Lundi 6 mai, le procès de France Télécom s’est ouvert au tribunal correctionnel de Paris. Jusqu’en juillet, parties civiles et défense se succèderont à la barre, sept dirigeants de France Télécom ainsi que Orange, en sa qualité de personnes morale, sont accusés de harcèlement moral, un harcèlement qui a conduit à la fin des années 2000 à une vague de suicides au sein de l’entreprise.
Il y a dix ans, le suicide d’un employé de France Télécom faisait éclater l’affaire au grand jour. Entre 2008 et 2009, 35 salariés de l’opérateur télécom avaient mis fin à leurs jours. En cause, les pratiques managériales de l’entreprise, un « management par la terreur ».
En 2006, France Télécom, alors dirigé par Didier Lombard, lance un plan de restructuration, NExT. Objectif : accompagner la transformation de l’entreprise en réduisant notamment sa masse salariale : une suppression de 22 000 postes sur les 120 000 que compte alors la société, ce volet « social » est baptisé Act.
En 2009, alors que le mal-être et les suicides chez France Télécom sont amplement médiatisés, le plan NeXT est stoppé. Les syndicats attaquent l’opérateur en justice, dénonçant des « méthodes de gestion d’une extraordinaire brutalité » tandis qu’un rapport de l’inspection du travail mettait l’entreprise au pilori.
Saisie, la justice entame une longue instruction, qui se traduit en 2016 par la réquisition du Procureur de Paris demandant le renvoi en correctionnel de Didier Lombard, de son second Louis-Pierre Wenes et de l’ex-DRH Olivier Barberot pour harcèlement moral, de même pour Orange en sa qualité de personne morale.

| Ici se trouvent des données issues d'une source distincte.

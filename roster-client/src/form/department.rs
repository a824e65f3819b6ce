use super::{Draft, FormController, is_blank};
use shared::{Department, DepartmentPayload};

/// Department form fields
#[derive(Debug, Clone, Default, PartialEq, Eq)]
pub struct DepartmentDraft {
    pub name: String,
    pub location: String,
}

impl Draft for DepartmentDraft {
    type Record = Department;

    fn hydrate(&mut self, record: &Department) {
        self.name = record.name.clone();
        self.location = record.location.clone();
    }

    fn missing_fields(&self) -> Vec<&'static str> {
        let mut missing = Vec::new();
        if is_blank(&self.name) {
            missing.push("name");
        }
        if is_blank(&self.location) {
            missing.push("location");
        }
        missing
    }

    fn assemble(&self) -> Result<DepartmentPayload, Vec<&'static str>> {
        Ok(DepartmentPayload {
            name: self.name.trim().to_string(),
            location: self.location.trim().to_string(),
        })
    }
}

/// Department create/edit form
pub type DepartmentForm<S> = FormController<DepartmentDraft, S>;
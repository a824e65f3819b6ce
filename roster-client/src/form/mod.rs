//! Record form controllers
//!
//! A form is either creating a record or editing an existing one. The mode
//! comes from the navigation context once, at construction, and never
//! changes for the lifetime of the form.

mod department;
mod employee;

pub use department::{DepartmentDraft, DepartmentForm};
pub use employee::{EmployeeDraft, EmployeeForm};

use crate::{DataSource, ErrorKind};
use shared::{Record, RecordId};

/// Create or edit, decided at construction
#[derive(Debug, Clone, Copy, PartialEq, Eq)]
pub enum FormMode {
    Create,
    Edit(RecordId),
}

impl FormMode {
    /// Mode for the record id carried by the navigation context, if any
    pub fn from_context(id: Option<RecordId>) -> Self {
        id.map_or(Self::Create, Self::Edit)
    }

    pub fn record_id(&self) -> Option<RecordId> {
        match self {
            Self::Create => None,
            Self::Edit(id) => Some(*id),
        }
    }
}

/// In-progress field values of a record form
pub trait Draft: Default + Send {
    type Record: Record;

    /// Fill every field from a fetched record
    fn hydrate(&mut self, record: &Self::Record);

    /// Names of required fields that are still empty
    fn missing_fields(&self) -> Vec<&'static str>;

    /// Build the payload to send; `Err` names the fields that did not parse
    fn assemble(&self) -> Result<<Self::Record as Record>::Payload, Vec<&'static str>>;
}

/// Fetch-for-edit / blank-for-create form over one collection
pub struct FormController<D, S> {
    mode: FormMode,
    source: S,
    draft: D,
    last_error: Option<ErrorKind>,
}

impl<D: Draft, S: DataSource<D::Record>> FormController<D, S> {
    pub fn new(source: S, mode: FormMode) -> Self {
        Self {
            mode,
            source,
            draft: D::default(),
            last_error: None,
        }
    }

    pub fn mode(&self) -> FormMode {
        self.mode
    }

    pub fn draft(&self) -> &D {
        &self.draft
    }

    pub fn draft_mut(&mut self) -> &mut D {
        &mut self.draft
    }

    pub fn last_error(&self) -> Option<ErrorKind> {
        self.last_error
    }

    pub fn error_message(&self) -> Option<String> {
        self.last_error.map(|kind| kind.message(<D::Record as Record>::LABEL))
    }

    /// Hydrate the draft when editing.
    ///
    /// Returns whether the draft is ready: always in create mode, and in
    /// edit mode only when the record was fetched. On failure the fields
    /// are left as they were.
    pub async fn activate(&mut self) -> bool {
        let FormMode::Edit(id) = self.mode else {
            return true;
        };
        match self.source.get(id).await {
            Ok(record) => {
                self.draft.hydrate(&record);
                true
            }
            Err(e) => {
                tracing::warn!(
                    collection = <D::Record as Record>::COLLECTION,
                    %id,
                    error = %e,
                    "Failed to fetch record for editing"
                );
                self.last_error = Some(ErrorKind::classify(&e, ErrorKind::FetchFailed));
                false
            }
        }
    }

    /// Validate and save the draft.
    ///
    /// Returns the saved record on success, which is the signal to leave
    /// the form. On any failure the draft is kept for another attempt and
    /// `None` is returned. Validation failures never reach the source.
    pub async fn submit(&mut self) -> Option<D::Record> {
        let missing = self.draft.missing_fields();
        if !missing.is_empty() {
            tracing::debug!(?missing, "Form has empty required fields");
            self.last_error = Some(ErrorKind::ValidationFailed);
            return None;
        }
        let payload = match self.draft.assemble() {
            Ok(payload) => payload,
            Err(invalid) => {
                tracing::debug!(?invalid, "Form fields did not parse");
                self.last_error = Some(ErrorKind::ValidationFailed);
                return None;
            }
        };

        let (action, result) = match self.mode {
            FormMode::Create => ("create", self.source.create(&payload).await),
            FormMode::Edit(id) => ("update", self.source.update(id, &payload).await),
        };

        match result {
            Ok(saved) => {
                self.last_error = None;
                crate::audit_log!(
                    "console",
                    action,
                    format!("{}:{}", <D::Record as Record>::COLLECTION, saved.id())
                );
                Some(saved)
            }
            Err(e) => {
                tracing::warn!(
                    collection = <D::Record as Record>::COLLECTION,
                    action,
                    error = %e,
                    "Failed to save record"
                );
                self.last_error = Some(ErrorKind::classify(&e, ErrorKind::SaveFailed));
                None
            }
        }
    }
}

/// Required text field check; whitespace-only counts as empty
pub(crate) fn is_blank(value: &str) -> bool {
    value.trim().is_empty()
}
//! Roster Client - console core for the employee/department service
//!
//! Paginated list controllers, record forms and the department
//! relationship resolver, all driving a remote page-addressable
//! collection through a [`DataSource`].

pub mod config;
pub mod error;
pub mod form;
pub mod http;
pub mod list;
pub mod logger;
pub mod membership;
pub mod memory;
pub mod resolver;
pub mod source;

pub use config::ClientConfig;
pub use error::{ClientError, ClientResult, ErrorKind};
pub use form::{
    DepartmentDraft, DepartmentForm, Draft, EmployeeDraft, EmployeeForm, FormController, FormMode,
};
pub use http::{HttpClient, NetworkHttpClient};
pub use list::{ListController, ListSnapshot};
pub use membership::MembershipView;
pub use memory::MemoryDataSource;
pub use resolver::{reconcile_selection, resolve_ids, resolve_selection};
pub use source::{DataSource, RestDataSource};

// Re-export shared types for convenience
pub use shared::{Department, DepartmentPayload, Employee, EmployeePayload, Page, Record, RecordId};

/// Employee list screen controller
pub type EmployeeList<S> = ListController<Employee, S>;

/// Department list screen controller
pub type DepartmentList<S> = ListController<Department, S>;

#[doc(hidden)]
pub mod __private {
    pub use chrono;
    pub use tracing;
}
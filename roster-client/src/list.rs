//! Paginated list controller
//!
//! Keeps one locally cached page of a remote collection consistent with
//! the source across fetches, deletions and page-size changes.
//!
//! Every request is tagged with the generation current when it was
//! issued. Changing the page index or size issues a new generation, so a
//! response that arrives after a newer request was issued is dropped
//! instead of overwriting the newer state. The controller's lifetime is a
//! cancellation scope: after [`ListController::deactivate`] (or drop), no
//! in-flight response touches the state.

use crate::{DataSource, ErrorKind};
use parking_lot::Mutex;
use shared::{Page, Record, RecordId};
use std::sync::atomic::{AtomicUsize, Ordering};
use tokio_util::sync::CancellationToken;

/// Follow-up fetches allowed when a response forces the page index back in range
const MAX_RECONCILE_ROUNDS: usize = 3;

/// Immutable view of a list controller, for rendering
#[derive(Debug, Clone, PartialEq)]
pub struct ListSnapshot<R> {
    pub records: Vec<R>,
    pub page_index: u32,
    pub page_size: u32,
    pub total_pages: u32,
    pub loading: bool,
    pub last_error: Option<ErrorKind>,
}

impl<R> ListSnapshot<R> {
    /// "Previous" is disabled on the first page
    pub fn can_previous(&self) -> bool {
        self.page_index > 0
    }

    /// "Next" is disabled on the last page and when there are no pages
    pub fn can_next(&self) -> bool {
        self.page_index < self.total_pages.saturating_sub(1)
    }
}

#[derive(Debug, Clone, Copy, PartialEq, Eq)]
struct Request {
    generation: u64,
    page_index: u32,
    page_size: u32,
}

#[derive(Debug)]
struct ListState<R> {
    records: Vec<R>,
    page_index: u32,
    page_size: u32,
    total_pages: u32,
    last_error: Option<ErrorKind>,
    generation: u64,
}

impl<R> ListState<R> {
    fn issue(&mut self, page_index: u32, page_size: u32) -> Request {
        self.generation += 1;
        self.page_index = page_index;
        self.page_size = page_size;
        Request {
            generation: self.generation,
            page_index,
            page_size,
        }
    }

    /// Apply a page response and reconcile the request intent with it.
    ///
    /// Returns the follow-up request when the page index had to be clamped
    /// into the new page range.
    fn apply(&mut self, page: Page<R>) -> Option<Request> {
        if let Some(size) = page.size.filter(|size| *size > 0) {
            self.page_size = size;
        }
        if let Some(number) = page.number {
            self.page_index = number;
        }
        self.total_pages = page.total_pages;
        self.last_error = None;

        let clamped = clamp_index(i64::from(self.page_index), self.total_pages);
        if clamped == self.page_index {
            self.records = page.content;
            return None;
        }

        tracing::debug!(
            requested = self.page_index,
            clamped,
            total_pages = self.total_pages,
            "Page index out of range, refetching"
        );
        let page_size = self.page_size;
        Some(self.issue(clamped, page_size))
    }
}

/// Clamp an index into `[0, total_pages - 1]`, or 0 when there are no pages
fn clamp_index(index: i64, total_pages: u32) -> u32 {
    let upper = i64::from(total_pages.saturating_sub(1));
    index.clamp(0, upper) as u32
}

/// Holds the loading flag raised for as long as it lives
struct LoadingGuard<'a>(&'a AtomicUsize);

impl<'a> LoadingGuard<'a> {
    fn enter(in_flight: &'a AtomicUsize) -> Self {
        in_flight.fetch_add(1, Ordering::SeqCst);
        Self(in_flight)
    }
}

impl Drop for LoadingGuard<'_> {
    fn drop(&mut self) {
        self.0.fetch_sub(1, Ordering::SeqCst);
    }
}

/// Paginated view over a remote collection of `R`
///
/// Construct one per screen activation and drop it (or call
/// [`deactivate`](Self::deactivate)) when the screen goes away.
pub struct ListController<R, S> {
    source: S,
    state: Mutex<ListState<R>>,
    in_flight: AtomicUsize,
    scope: CancellationToken,
}

impl<R: Record, S: DataSource<R>> ListController<R, S> {
    pub fn new(source: S, page_size: u32) -> Self {
        Self {
            source,
            state: Mutex::new(ListState {
                records: Vec::new(),
                page_index: 0,
                page_size: page_size.max(1),
                total_pages: 0,
                last_error: None,
                generation: 0,
            }),
            in_flight: AtomicUsize::new(0),
            scope: CancellationToken::new(),
        }
    }

    pub fn source(&self) -> &S {
        &self.source
    }

    /// First fetch for a freshly mounted screen
    pub async fn activate(&self) {
        tracing::info!(collection = R::COLLECTION, "List activated");
        self.reload().await;
    }

    /// Fetch page `page_index` of size `page_size` (at least 1)
    pub async fn load(&self, page_index: u32, page_size: u32) {
        let request = self.state.lock().issue(page_index, page_size.max(1));
        self.run(request).await;
    }

    /// Re-fetch the current page with the current size
    pub async fn reload(&self) {
        let request = {
            let mut state = self.state.lock();
            let (page_index, page_size) = (state.page_index, state.page_size);
            state.issue(page_index, page_size)
        };
        self.run(request).await;
    }

    async fn run(&self, mut request: Request) {
        if self.scope.is_cancelled() {
            return;
        }
        let _loading = LoadingGuard::enter(&self.in_flight);

        for _ in 0..MAX_RECONCILE_ROUNDS {
            let result = tokio::select! {
                _ = self.scope.cancelled() => {
                    tracing::debug!(collection = R::COLLECTION, "List deactivated, fetch abandoned");
                    return;
                }
                result = self.source.list_page(request.page_index, request.page_size) => result,
            };

            let follow_up = {
                let mut state = self.state.lock();
                if self.scope.is_cancelled() {
                    return;
                }
                if state.generation != request.generation {
                    tracing::debug!(
                        collection = R::COLLECTION,
                        generation = request.generation,
                        current = state.generation,
                        "Discarding superseded page response"
                    );
                    return;
                }
                match result {
                    Ok(page) => state.apply(page),
                    Err(e) => {
                        tracing::warn!(
                            collection = R::COLLECTION,
                            page_index = request.page_index,
                            page_size = request.page_size,
                            error = %e,
                            "Failed to fetch page"
                        );
                        state.last_error = Some(ErrorKind::classify(&e, ErrorKind::FetchFailed));
                        if state.total_pages > 0 {
                            state.page_index = clamp_index(i64::from(state.page_index), state.total_pages);
                        }
                        None
                    }
                }
            };

            match follow_up {
                Some(next) => request = next,
                None => return,
            }
        }

        tracing::warn!(
            collection = R::COLLECTION,
            "Page index still out of range after reconciling"
        );
    }

    /// Delete a record remotely, then drop it from the cached page.
    ///
    /// The page is not re-fetched: `total_pages` and the rest of the page
    /// stay as they were until the next load. Returns whether the record
    /// was deleted.
    pub async fn delete(&self, id: RecordId) -> bool {
        if self.scope.is_cancelled() {
            return false;
        }
        let result = tokio::select! {
            _ = self.scope.cancelled() => return false,
            result = self.source.delete(id) => result,
        };

        let mut state = self.state.lock();
        if self.scope.is_cancelled() {
            return false;
        }
        match result {
            Ok(()) => {
                state.records.retain(|record| record.id() != id);
                crate::audit_log!("console", "delete", format!("{}:{}", R::COLLECTION, id));
                true
            }
            Err(e) => {
                tracing::warn!(collection = R::COLLECTION, %id, error = %e, "Failed to delete record");
                state.last_error = Some(ErrorKind::classify(&e, ErrorKind::DeleteFailed));
                false
            }
        }
    }

    /// Move to page `index`, clamped into the known page range.
    ///
    /// Re-fetches only when the clamped index differs from the current one.
    pub async fn set_page_index(&self, index: i64) {
        let request = {
            let mut state = self.state.lock();
            let target = clamp_index(index, state.total_pages);
            if target == state.page_index {
                tracing::debug!(index, target, "Page index unchanged");
                return;
            }
            let page_size = state.page_size;
            state.issue(target, page_size)
        };
        self.run(request).await;
    }

    /// Apply the 1-based page number typed into the pager.
    ///
    /// Text that is not a number falls to the first page.
    pub async fn set_page_index_input(&self, input: &str) {
        let index = match input.trim().parse::<i64>() {
            Ok(page) => page.saturating_sub(1),
            Err(_) => 0,
        };
        self.set_page_index(index).await;
    }

    pub async fn previous(&self) {
        let snapshot = self.snapshot();
        if snapshot.can_previous() {
            self.set_page_index(i64::from(snapshot.page_index) - 1).await;
        }
    }

    pub async fn next(&self) {
        let snapshot = self.snapshot();
        if snapshot.can_next() {
            self.set_page_index(i64::from(snapshot.page_index) + 1).await;
        }
    }

    /// Change the page size, keeping the current page index.
    ///
    /// Zero is raised to 1. The response decides the new page range.
    pub async fn set_page_size(&self, page_size: u32) {
        let request = {
            let mut state = self.state.lock();
            let page_size = page_size.max(1);
            if page_size == state.page_size {
                return;
            }
            let page_index = state.page_index;
            state.issue(page_index, page_size)
        };
        self.run(request).await;
    }

    /// Apply the page size typed into the size box; non-numbers are ignored
    pub async fn set_page_size_input(&self, input: &str) {
        match input.trim().parse::<u32>() {
            Ok(page_size) => self.set_page_size(page_size).await,
            Err(_) => tracing::debug!(input, "Ignoring non-numeric page size"),
        }
    }

    pub fn snapshot(&self) -> ListSnapshot<R> {
        let state = self.state.lock();
        ListSnapshot {
            records: state.records.clone(),
            page_index: state.page_index,
            page_size: state.page_size,
            total_pages: state.total_pages,
            loading: self.loading(),
            last_error: state.last_error,
        }
    }

    pub fn records(&self) -> Vec<R> {
        self.state.lock().records.clone()
    }

    pub fn page_index(&self) -> u32 {
        self.state.lock().page_index
    }

    pub fn page_size(&self) -> u32 {
        self.state.lock().page_size
    }

    pub fn total_pages(&self) -> u32 {
        self.state.lock().total_pages
    }

    pub fn loading(&self) -> bool {
        self.in_flight.load(Ordering::SeqCst) > 0
    }

    pub fn last_error(&self) -> Option<ErrorKind> {
        self.state.lock().last_error
    }

    /// Message for the current error, if any
    pub fn error_message(&self) -> Option<String> {
        self.last_error().map(|kind| kind.message(R::LABEL))
    }

    pub fn can_previous(&self) -> bool {
        self.snapshot().can_previous()
    }

    pub fn can_next(&self) -> bool {
        self.snapshot().can_next()
    }

    pub fn is_active(&self) -> bool {
        !self.scope.is_cancelled()
    }

    /// End the controller's lifetime; pending responses are discarded
    pub fn deactivate(&self) {
        self.scope.cancel();
    }
}

impl<R, S> Drop for ListController<R, S> {
    fn drop(&mut self) {
        self.scope.cancel();
    }
}

#[cfg(test)]
mod tests {
    use super::*;

    #[test]
    fn test_clamp_index() {
        assert_eq!(clamp_index(-4, 3), 0);
        assert_eq!(clamp_index(1, 3), 1);
        assert_eq!(clamp_index(3, 3), 2);
        assert_eq!(clamp_index(i64::MAX, 3), 2);
        assert_eq!(clamp_index(5, 0), 0);
    }

    #[test]
    fn test_apply_adopts_server_echo() {
        let mut state = ListState::<u8> {
            records: vec![],
            page_index: 1,
            page_size: 5,
            total_pages: 0,
            last_error: Some(ErrorKind::FetchFailed),
            generation: 1,
        };
        let follow_up = state.apply(Page::new(vec![1, 2], 4).served(0, 2, 8));
        assert!(follow_up.is_none());
        assert_eq!(state.page_index, 0);
        assert_eq!(state.page_size, 2);
        assert_eq!(state.records, vec![1, 2]);
        assert!(state.last_error.is_none());
    }

    #[test]
    fn test_apply_requests_clamped_page() {
        let mut state = ListState::<u8> {
            records: vec![9],
            page_index: 4,
            page_size: 5,
            total_pages: 5,
            last_error: None,
            generation: 7,
        };
        let follow_up = state.apply(Page::new(vec![], 2)).unwrap();
        assert_eq!(follow_up.page_index, 1);
        assert_eq!(follow_up.generation, 8);
        assert_eq!(state.page_index, 1);
        assert_eq!(state.total_pages, 2);
        // previous rows stay until the clamped page arrives
        assert_eq!(state.records, vec![9]);
    }

    #[test]
    fn test_pager_buttons() {
        let snapshot = ListSnapshot::<u8> {
            records: vec![],
            page_index: 0,
            page_size: 2,
            total_pages: 3,
            loading: false,
            last_error: None,
        };
        assert!(!snapshot.can_previous());
        assert!(snapshot.can_next());

        let last = ListSnapshot {
            page_index: 2,
            ..snapshot.clone()
        };
        assert!(last.can_previous());
        assert!(!last.can_next());

        let empty = ListSnapshot {
            total_pages: 0,
            ..snapshot.clone()
        };
        assert!(!empty.can_next());

        let far = ListSnapshot {
            page_index: u32::MAX,
            ..snapshot
        };
        assert!(!far.can_next());
        assert!(far.can_previous());
    }
}
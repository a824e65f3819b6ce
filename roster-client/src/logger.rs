//! Logging Infrastructure
//!
//! Console logging plus, when a directory is configured, daily rotating
//! files:
//! - `app/` for everything except the audit target
//! - `audit/` for record mutations (see [`audit_log!`](crate::audit_log))

use std::fs;
use std::path::Path;
use tracing_appender::rolling::{RollingFileAppender, Rotation};
use tracing_subscriber::{EnvFilter, Layer, fmt, prelude::*};

use crate::ClientConfig;

/// Initialize the logging system
///
/// # Arguments
/// * `level` - Log level (e.g., "info", "debug", "warn"); `RUST_LOG` wins when set
/// * `json_format` - Whether to use JSON format
/// * `log_dir` - Optional directory for file logging
///
/// # Examples
/// ```no_run
/// // Console only
/// roster_client::logger::init_logger("debug", false, None)?;
/// # Ok::<(), anyhow::Error>(())
/// ```
pub fn init_logger(level: &str, json_format: bool, log_dir: Option<&str>) -> anyhow::Result<()> {
    let env_filter = EnvFilter::try_from_default_env().unwrap_or_else(|_| EnvFilter::new(level));

    let console_layer = if json_format {
        fmt::layer()
            .json()
            .with_target(true)
            .with_current_span(true)
            .with_file(true)
            .with_line_number(true)
            .boxed()
    } else {
        fmt::layer()
            .with_target(true)
            .with_file(true)
            .with_line_number(true)
            .boxed()
    };

    let file_layers = match log_dir {
        Some(dir) => {
            let log_dir = Path::new(dir);
            let app_log_dir = log_dir.join("app");
            let audit_log_dir = log_dir.join("audit");
            fs::create_dir_all(&app_log_dir)?;
            fs::create_dir_all(&audit_log_dir)?;

            let app_log = RollingFileAppender::new(Rotation::DAILY, app_log_dir, "app");
            let app_layer = fmt::layer()
                .with_target(true)
                .with_ansi(false)
                .with_writer(std::sync::Mutex::new(app_log))
                .with_filter(tracing_subscriber::filter::filter_fn(|meta| {
                    meta.target() != "audit"
                }));

            let audit_log = RollingFileAppender::new(Rotation::DAILY, audit_log_dir, "audit");
            let audit_layer = fmt::layer()
                .json()
                .with_target(true)
                .with_writer(std::sync::Mutex::new(audit_log))
                .with_filter(tracing_subscriber::filter::filter_fn(|meta| {
                    meta.target() == "audit"
                }));

            Some(app_layer.and_then(audit_layer))
        }
        None => None,
    };

    tracing_subscriber::registry()
        .with(env_filter)
        .with(console_layer)
        .with(file_layers)
        .try_init()?;

    Ok(())
}

/// Initialize logging from a [`ClientConfig`]
pub fn init_from_config(config: &ClientConfig) -> anyhow::Result<()> {
    init_logger(&config.log_level, config.log_json, config.log_dir.as_deref())
}

/// Audit log helper - records mutations of remote records
///
/// # Examples
/// ```no_run
/// roster_client::audit_log!("console", "delete", "employee:12");
/// roster_client::audit_log!("console", "update", "department:3", "renamed");
/// ```
#[macro_export]
macro_rules! audit_log {
    ($actor:expr, $action:expr, $resource:expr) => {
        $crate::__private::tracing::info!(
            target: "audit",
            actor = %$actor,
            action = %$action,
            resource = %$resource,
            timestamp = %$crate::__private::chrono::Local::now().to_rfc3339(),
            "AUDIT"
        );
    };
    ($actor:expr, $action:expr, $resource:expr, $details:expr) => {
        $crate::__private::tracing::info!(
            target: "audit",
            actor = %$actor,
            action = %$action,
            resource = %$resource,
            details = %$details,
            timestamp = %$crate::__private::chrono::Local::now().to_rfc3339(),
            "AUDIT"
        );
    };
}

Quatre autres cadres sont poursuivis pour complicité.
Orange sur le banc des accusés
En 2018, dans l’ordonnance de renvoi devant le tribunal correctionnel, les magistrats en charge de l’instruction estiment que la direction de l’entreprise avait « créé un climat professionnel anxiogène » du fait d’une « politique d'entreprise visant à déstabiliser les salariés ». Trente neuf cas ont été retenus : dix-neuf suicides, douze tentatives et huit dépressions.
De leur côté, les mis en cause ont toujours nié la volonté de « casse sociale », Didier Lombard expliquant dans une tribune au Monde que les politiques de l’entreprise n’étaient pas « dirigées contre le personnel », mais, au contraire, « étaient destinées à sauver l'entreprise et ses emplois », contestant que les plans mis en œuvre aient pu « être la cause des drames humains cités à l'appui des plaintes ».
C’est désormais ce que le tribunal correctionnel va devoir déterminer, au cours des 21 audiences prévues. Le procès devrait s’étaler au moins jusqu’en juillet, avec les auditions d’une cinquantaine de témoins, d’avocats des parties civiles et le la défense. Les syndicats ont par ailleurs déposé une liste d’une centaine de nouvelles parties civiles ayant un intérêt à agir. « Nous avons bon espoir que ce procès débouche sur une condamnation de France Télécom et de ses dirigeants et qu’il soit l’occasion pour que les victimes puissent prendre la parole et accéder à des réparations ! » expliquent-ils dans un communiqué commun.